FULL STORY ========================================================================== Lithium-metal (Li-metal) batteries show great potential for packing more significant amounts of energy than the current lithium-ion batteries. For example, a Li-metal electric battery in a car could travel more miles,
and a Li-metal phone battery could have longer battery life. However,
the metal surface of Li-metal batteries is highly reactive, and there
is limited understanding of the chemistry of these reactions.


==========================================================================
Dr. Perla Balbuena, professor in the Artie McFerrin Department of Chemical Engineering at Texas A&M University, is using quantum chemical methods
to track specific reactions that occur on the surfaces inside Li-metal batteries.

Understanding Li-metal battery reactions and predicting products will
enhance usability by decreasing their reactivity.

This research was recently published in the American Chemical Society'sACS Applied Materials & Interfaces journal and was co-authored by graduate
student Dacheng Kuai from the Department of Chemistry at Texas A&M.
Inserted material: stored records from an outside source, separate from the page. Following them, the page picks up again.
impl Renderer {
    /// Create a renderer with storage for `edges` edges and rows of `width` pixels
    pub fn new(edges: usize, width: usize) -> Self {
        let mut r = Self {
            clipper: Clip::new(),
            edges: EdgeList::with_capacity(edges),
            ael: ActiveEdgeList::with_capacity(edges.min(1024)),
            filling_rule: FillingRule::NonZero,
            mode: RenderMode::AntiAliased,
            alpha_map: identity_map(),
            status: PathStatus::Initial,
            start: (0.0, 0.0),
            cur: (0.0, 0.0),
            clip: Rectangle::default(),
            bbox: [0; 4],
            curve_tolerance: 0.25,
            alpha_delta: Vec::with_capacity(width + 2),
            alpha_row: Vec::with_capacity(width),
        };
        r.set_clip(Rectangle::default());
        r
    }
    fn set_clip(&mut self, clip: Rectangle<i32>) {
        let c = limit_clip(clip);
        self.clip = c;
        self.clipper.clip_box(f64::from(c.x1) * SX, f64::from(c.y1) * SY,
                              f64::from(c.x2) * SX, f64::from(c.y2) * SY);
    }
    /// Start a new path clipped to the pixel rectangle `clip`
    ///
    /// The clip is limited to [`MAX_COORD`] on every side.
    pub fn init(&mut self, clip: Rectangle<i32>, filling_rule: FillingRule) {
        self.dispose();
        self.set_clip(clip);
        self.filling_rule = filling_rule;
        log::trace!("init clip {:?} {:?}", self.clip, filling_rule);
    }
    /// Clip in effect, in pixels
    pub fn clip(&self) -> Rectangle<i32> {
        self.clip
    }
    pub fn filling_rule(&self) -> FillingRule {
        self.filling_rule
    }
    pub fn set_filling_rule(&mut self, rule: FillingRule) {
        self.filling_rule = rule;
    }
    pub fn set_curve_tolerance(&mut self, tol: f64) {
        self.curve_tolerance = tol;
    }
    /// Select anti-aliased or aliased output
    pub fn set_mode(&mut self, mode: RenderMode) {
        self.mode = mode;
        if mode == RenderMode::Aliased {
            self.alpha_map = (0 ..= MAX_AA_ALPHA)
                .map(|i| if 2 * i > MAX_AA_ALPHA { 255 } else { 0 })
                .collect();
        } else {
            self.alpha_map = identity_map();
        }
    }
    pub fn mode(&self) -> RenderMode {
        self.mode
    }
    /// Apply a gamma function to anti-aliased coverage
    ///
    /// `gfunc` maps coverage in [0,1] to alpha in [0,1].
    pub fn gamma<F>(&mut self, gfunc: F)
        where F: Fn(f64) -> f64
    {
        let mask = f64::from(MAX_AA_ALPHA);
        self.mode = RenderMode::AntiAliased;
        self.alpha_map = (0 ..= MAX_AA_ALPHA)
            .map(|i| gfunc(f64::from(i) / mask))
            .map(|v| (v * 255.0).round().max(0.0).min(255.0) as u8)
            .collect();
    }

    fn to_sub(x: f64, y: f64) -> (f64, f64) {
        (x * SX, y * SY)
    }
    /// Start a new sub-path, closing the previous one
    pub fn move_to(&mut self, x: f64, y: f64) {
        self.close_path();
        self.start = (x, y);
        self.cur = (x, y);
        let (sx, sy) = Self::to_sub(x, y);
        self.clipper.move_to(sx, sy);
        self.status = PathStatus::MoveTo;
    }
    pub fn line_to(&mut self, x: f64, y: f64) {
        if self.status == PathStatus::Initial || self.status == PathStatus::Closed {
            // Implicit move to the last point
            let (cx, cy) = self.cur;
            self.move_to(cx, cy);
        }
        let (sx, sy) = Self::to_sub(x, y);
        self.clipper.line_to(&mut self.edges, sx, sy);
        self.cur = (x, y);
        self.status = PathStatus::LineTo;
    }
    /// Quadratic Bezier through control point (cx,cy)
    pub fn quad_to(&mut self, cx: f64, cy: f64, x: f64, y: f64) {
        let p0 = self.cur;
        let tol = self.curve_tolerance;
        let mut pts = Vec::new();
        flatten_quad(p0, (cx, cy), (x, y), tol, |x, y| pts.push((x, y)));
        for (x, y) in pts {
            self.line_to(x, y);
        }
    }
    /// Cubic Bezier through control points (cx1,cy1) and (cx2,cy2)
    pub fn curve_to(&mut self, cx1: f64, cy1: f64, cx2: f64, cy2: f64, x: f64, y: f64) {
        let p0 = self.cur;
        let tol = self.curve_tolerance;
        let mut pts = Vec::new();
        flatten_cubic(p0, (cx1, cy1), (cx2, cy2), (x, y), tol, |x, y| pts.push((x, y)));
        for (x, y) in pts {
            self.line_to(x, y);
        }
    }
    /// Close the current sub-path back to its start
    pub fn close_path(&mut self) {
        if self.status == PathStatus::LineTo {
            let (x, y) = self.start;
            let (sx, sy) = Self::to_sub(x, y);
            self.clipper.line_to(&mut self.edges, sx, sy);
            self.cur = self.start;
        }
        if self.status != PathStatus::Initial {
            self.status = PathStatus::Closed;
        }
    }
    /// Add a single edge in pixel coordinates, independent of the current path
    pub fn add_edge(&mut self, x0: f64, y0: f64, x1: f64, y1: f64) {
        let (sx0, sy0) = Self::to_sub(x0, y0);
        let (sx1, sy1) = Self::to_sub(x1, y1);
        self.clipper.move_to(sx0, sy0);
        self.clipper.line_to(&mut self.edges, sx1, sy1);
        let (cx, cy) = Self::to_sub(self.cur.0, self.cur.1);
        self.clipper.move_to(cx, cy);
    }
    /// Add every sub-path of `path`
    pub fn add_path<VS: VertexSource>(&mut self, path: &VS) {
        let v = path.vertices();
        let mut i = 0;
        while i < v.len() {
            let p = v[i];
            match p.cmd {
                PathCommand::MoveTo => self.move_to(p.x, p.y),
                PathCommand::LineTo => self.line_to(p.x, p.y),
                PathCommand::Close  => self.close_path(),
                PathCommand::Curve3 => {
                    if i + 1 < v.len() {
                        let e = v[i+1];
                        self.quad_to(p.x, p.y, e.x, e.y);
                        i += 1;
                    } else {
                        self.line_to(p.x, p.y);
                    }
                },
                PathCommand::Curve4 => {
                    if i + 2 < v.len() {
                        let (c2, e) = (v[i+1], v[i+2]);
                        self.curve_to(p.x, p.y, c2.x, c2.y, e.x, e.y);
                        i += 2;
                    } else {
                        self.line_to(p.x, p.y);
                    }
                },
            }
            i += 1;
        }
    }
    /// Finish the path and compute its bounding box
    ///
    /// Storage for the sweep is reserved here, failures are reported
    /// instead of aborting.
    pub fn path_done(&mut self) -> Result<(), TryReserveError> {
        self.close_path();
        if let Some(err) = self.edges.take_alloc_error() {
            return Err(err);
        }
        self.edges.sort();
        self.bbox = match self.edges.extent() {
            None => [0; 4],
            Some((min_x, min_row, max_x, end_row)) => {
                let c = self.clip;
                let x0 = clamp_i32((min_x / SX).floor()).max(c.x1);
                let x1 = clamp_i32((max_x / SX).ceil()).min(c.x2);
                let y0 = min_row.div_euclid(SUBPIXEL_POSITIONS_Y).max(c.y1);
                let y1 = (end_row + SUBPIXEL_POSITIONS_Y - 1)
                    .div_euclid(SUBPIXEL_POSITIONS_Y).min(c.y2);
                if x0 < x1 && y0 < y1 { [x0, y0, x1, y1] } else { [0; 4] }
            },
        };
        let width = (self.bbox[2] - self.bbox[0]) as usize;
        reserve_len(&mut self.alpha_delta, width + 2)?;
        reserve_len(&mut self.alpha_row, width)?;
        self.alpha_delta.clear();
        self.alpha_delta.resize(width + 2, 0);
        self.alpha_row.clear();
        self.alpha_row.resize(width, 0);
        self.ael.reserve(self.edges.len())?;
        log::debug!("path done: {} edges, bbox {:?}", self.edges.len(), self.bbox);
        Ok(())
    }
    /// Bounding box of the covered pixels as [x0, y0, x1, y1], end exclusive
    pub fn bbox(&self) -> [i32; 4] {
        self.bbox
    }
    pub fn edge_count(&self) -> usize {
        self.edges.len()
    }
    /// Edges the storage holds without growing
    pub fn edge_capacity(&self) -> usize {
        self.edges.capacity()
    }
    /// Render the band of pixel rows starting at `y` into `cache`
    ///
    /// Bands must be requested top to bottom, each starting where the
    /// previous one ended.
    pub fn render_band(&mut self, cache: &mut CoverageCache, y: i32,
                       mut stats: Option<&mut RendererStats>) {
        let [bx0, _, bx1, by1] = self.bbox;
        let band_end = (y + TILE_SIZE as i32).min(by1);
        cache.reset_band(y);
        log::trace!("render band {} .. {}", y, band_end);

        let sx0 = bx0 * SUBPIXEL_POSITIONS_X;
        let sx1 = bx1 * SUBPIXEL_POSITIONS_X;
        let width = (bx1 - bx0) as usize;
        let mut rle_rows = 0;
        let mut rows = 0;

        for py in y .. band_end {
            let mut lo = usize::MAX;
            let mut hi = 0;
            let mut crossings = 0;
            for sub in 0 .. SUBPIXEL_POSITIONS_Y {
                let row = py * SUBPIXEL_POSITIONS_Y + sub;
                self.ael.update(self.edges.edges_mut(), row);
                crossings += self.ael.len();
                if let Some(s) = stats.as_mut() {
                    s.rdr_active_edges.add(self.ael.len() as i64);
                }
                let rule = self.filling_rule;
                let delta = &mut self.alpha_delta;
                let mut winding = 0;
                let mut span_start = 0;
                for (x, dir) in self.ael.crossings(self.edges.edges()) {
                    let was_inside = winding != 0;
                    winding = match rule {
                        FillingRule::NonZero => winding + dir,
                        FillingRule::EvenOdd => winding ^ 1,
                    };
                    let inside = winding != 0;
                    if !was_inside && inside {
                        span_start = x;
                    } else if was_inside && !inside {
                        let a = span_start.max(sx0);
                        let b = x.min(sx1);
                        if a < b {
                            let (pa, pb) = add_span(delta, a - sx0, b - sx0);
                            lo = lo.min(pa);
                            hi = hi.max(pb);
                        }
                    }
                }
                self.ael.step(self.edges.edges_mut());
            }
            if let Some(s) = stats.as_mut() {
                s.rdr_crossings.add(crossings as i64);
            }
            if lo == usize::MAX {
                continue;
            }
            // Sum deltas into alpha
            let end = (hi + 1).min(width);
            let mut acc = 0i32;
            for p in lo .. end {
                acc += self.alpha_delta[p];
                let cov = acc.max(0).min(MAX_AA_ALPHA);
                self.alpha_row[p] = self.alpha_map[cov as usize];
            }
            for d in &mut self.alpha_delta[lo ..= hi + 1] {
                *d = 0;
            }
            let storage = cache.copy_row(py, bx0 + lo as i32, &self.alpha_row[lo .. end]);
            rows += 1;
            if storage == RowStorage::Rle {
                rle_rows += 1;
            }
            if let Some(s) = stats.as_mut() {
                s.cache_row_width.add((end - lo) as i64);
            }
        }
        if let Some(s) = stats {
            if rows > 0 {
                s.cache_rle_ratio.add(f64::from(rle_rows) / f64::from(rows));
            }
        }
    }
    /// Release storage above the high-water marks
    pub fn shrink(&mut self, edges: usize, edges_high_water: usize,
                  width: usize, width_high_water: usize) -> bool {
        let mut shrunk = self.edges.shrink(edges, edges_high_water);
        self.ael.shrink(edges.min(1024), edges_high_water);
        if self.alpha_delta.capacity() > width_high_water + 2 {
            self.alpha_delta = Vec::with_capacity(width + 2);
            self.alpha_row = Vec::with_capacity(width);
            shrunk = true;
        }
        shrunk
    }
    /// Reset all per-path state, keeping storage
    pub fn dispose(&mut self) {
        self.edges.reset();
        self.ael.reset();
        self.filling_rule = FillingRule::NonZero;
        if self.mode != RenderMode::AntiAliased || self.alpha_map[128] != 128 {
            self.set_mode(RenderMode::AntiAliased);
        }
        self.status = PathStatus::Initial;
        self.start = (0.0, 0.0);
        self.cur = (0.0, 0.0);
        self.set_clip(Rectangle::default());
        self.bbox = [0; 4];
        self.alpha_delta.clear();
        self.alpha_row.clear();
    }
}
"We need to understand what type of reactions happen, how to slow down the reactions, what the components are, what the morphology of the evolving products is and how the ions and electrons move through the surface,"
said Balbuena. "Understanding these critical issues will allow us to commercialize Li-metal batteries in the near future." When Li-metal
batteries are manufactured, a thin film forms on the anode, commonly
referred to as solid-electrolyte interphase (SEI). This film is made
of multiple components and produced by electrolyte decomposition. The
chemical makeup of the SEI is critical for ensuring peak performance from
the battery and extending its lifespan. Through experimental efforts, theoretical predictions can reveal the details in this phenomenon at
the atomistic and electronic levels.

In this study, the researchers targeted a polymer that develops due to electrolyte reactions on the battery's internal surfaces. Pinpointing
this specific polymer reaction is challenging but necessary to optimize
the SEI. The researchers simulated the interface at the atomistic level
and solved accurate quantum chemical equations to map a time evolution
of the polymer formation reaction.

"What differentiates this research is starting from the microscopic-level description and letting the system evolve according to its electronic redistribution upon chemical reaction," Balbuena said. "There are many experimental techniques that can follow and monitor the reactions, but
they're challenging. With this simulation, we can get new insights. We
isolate the part of the system that is responsible for important
chemical events. We follow that specific group of molecules and analyze
the reactions spontaneously occurring at the surface of electrodes."
Unique to this research, the computational tools used can determine the
minimum energy configurations and the arrangement of the molecules during
the reaction, thus charting the reaction from beginning to end.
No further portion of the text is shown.